Bring together copies of the lines in the data below that contain the word "serde".

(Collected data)
****************************************

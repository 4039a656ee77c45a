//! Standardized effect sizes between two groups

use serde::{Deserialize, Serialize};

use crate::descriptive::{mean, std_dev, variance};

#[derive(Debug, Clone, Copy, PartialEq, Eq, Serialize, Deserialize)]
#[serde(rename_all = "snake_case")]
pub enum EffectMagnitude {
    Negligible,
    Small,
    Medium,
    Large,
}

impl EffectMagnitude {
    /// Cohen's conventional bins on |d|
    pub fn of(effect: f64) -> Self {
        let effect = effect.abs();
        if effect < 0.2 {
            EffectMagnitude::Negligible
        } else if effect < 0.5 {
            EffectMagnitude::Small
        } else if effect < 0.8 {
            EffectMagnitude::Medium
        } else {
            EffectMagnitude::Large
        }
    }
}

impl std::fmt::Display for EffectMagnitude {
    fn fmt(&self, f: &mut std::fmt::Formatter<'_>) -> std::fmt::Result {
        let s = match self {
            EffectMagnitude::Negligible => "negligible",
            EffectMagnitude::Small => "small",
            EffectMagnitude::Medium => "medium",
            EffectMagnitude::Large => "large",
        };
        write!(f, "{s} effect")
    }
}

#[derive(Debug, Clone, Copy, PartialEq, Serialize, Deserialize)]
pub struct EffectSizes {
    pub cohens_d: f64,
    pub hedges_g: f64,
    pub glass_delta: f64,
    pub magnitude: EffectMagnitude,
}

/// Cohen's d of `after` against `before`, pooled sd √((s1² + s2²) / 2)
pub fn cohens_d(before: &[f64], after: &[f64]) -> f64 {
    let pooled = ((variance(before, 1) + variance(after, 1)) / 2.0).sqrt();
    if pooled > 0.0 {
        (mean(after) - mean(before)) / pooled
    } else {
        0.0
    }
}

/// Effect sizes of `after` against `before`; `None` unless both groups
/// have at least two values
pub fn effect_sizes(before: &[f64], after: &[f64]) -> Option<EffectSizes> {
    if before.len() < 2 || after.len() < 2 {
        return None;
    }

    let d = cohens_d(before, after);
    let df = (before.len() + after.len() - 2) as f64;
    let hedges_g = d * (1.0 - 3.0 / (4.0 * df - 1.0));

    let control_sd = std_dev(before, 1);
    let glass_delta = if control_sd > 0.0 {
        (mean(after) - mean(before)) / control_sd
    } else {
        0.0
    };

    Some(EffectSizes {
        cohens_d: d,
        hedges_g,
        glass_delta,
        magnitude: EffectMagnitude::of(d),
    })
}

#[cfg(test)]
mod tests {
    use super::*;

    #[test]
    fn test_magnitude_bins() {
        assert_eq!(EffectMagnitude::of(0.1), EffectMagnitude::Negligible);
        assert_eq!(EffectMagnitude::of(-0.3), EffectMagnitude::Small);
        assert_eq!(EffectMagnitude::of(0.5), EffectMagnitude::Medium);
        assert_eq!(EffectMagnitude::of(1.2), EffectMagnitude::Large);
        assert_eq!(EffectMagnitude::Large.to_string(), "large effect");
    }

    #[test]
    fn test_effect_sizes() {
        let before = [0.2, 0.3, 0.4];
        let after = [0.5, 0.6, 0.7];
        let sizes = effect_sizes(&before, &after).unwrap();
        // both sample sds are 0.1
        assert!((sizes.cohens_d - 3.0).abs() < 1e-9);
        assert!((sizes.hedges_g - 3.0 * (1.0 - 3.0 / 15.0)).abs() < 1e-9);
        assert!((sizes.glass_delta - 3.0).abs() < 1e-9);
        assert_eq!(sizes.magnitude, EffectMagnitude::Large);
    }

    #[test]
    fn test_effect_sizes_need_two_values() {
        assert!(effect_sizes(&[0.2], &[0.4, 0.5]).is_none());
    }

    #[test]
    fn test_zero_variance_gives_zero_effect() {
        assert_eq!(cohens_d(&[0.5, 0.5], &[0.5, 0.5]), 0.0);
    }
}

****************************************

> _TASK ANSWER_
use serde::{Deserialize, Serialize};
#[serde(rename_all = "snake_case")]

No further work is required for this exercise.